Study material.
// Copyright (c) Microsoft Corporation.
// Licensed under the MIT License.

pub mod algorithms;
pub mod cose_sign1_verifier;

pub use algorithms::CoseAlgorithm;
pub use cose_sign1_verifier::{cose_alg, verify_parsed_cose_sign1, verify_sig_structure, SignatureError};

Activity.
Reply with nothing but the number of lines in the entries above that hold the string "algorithms".

Answer for the task.
2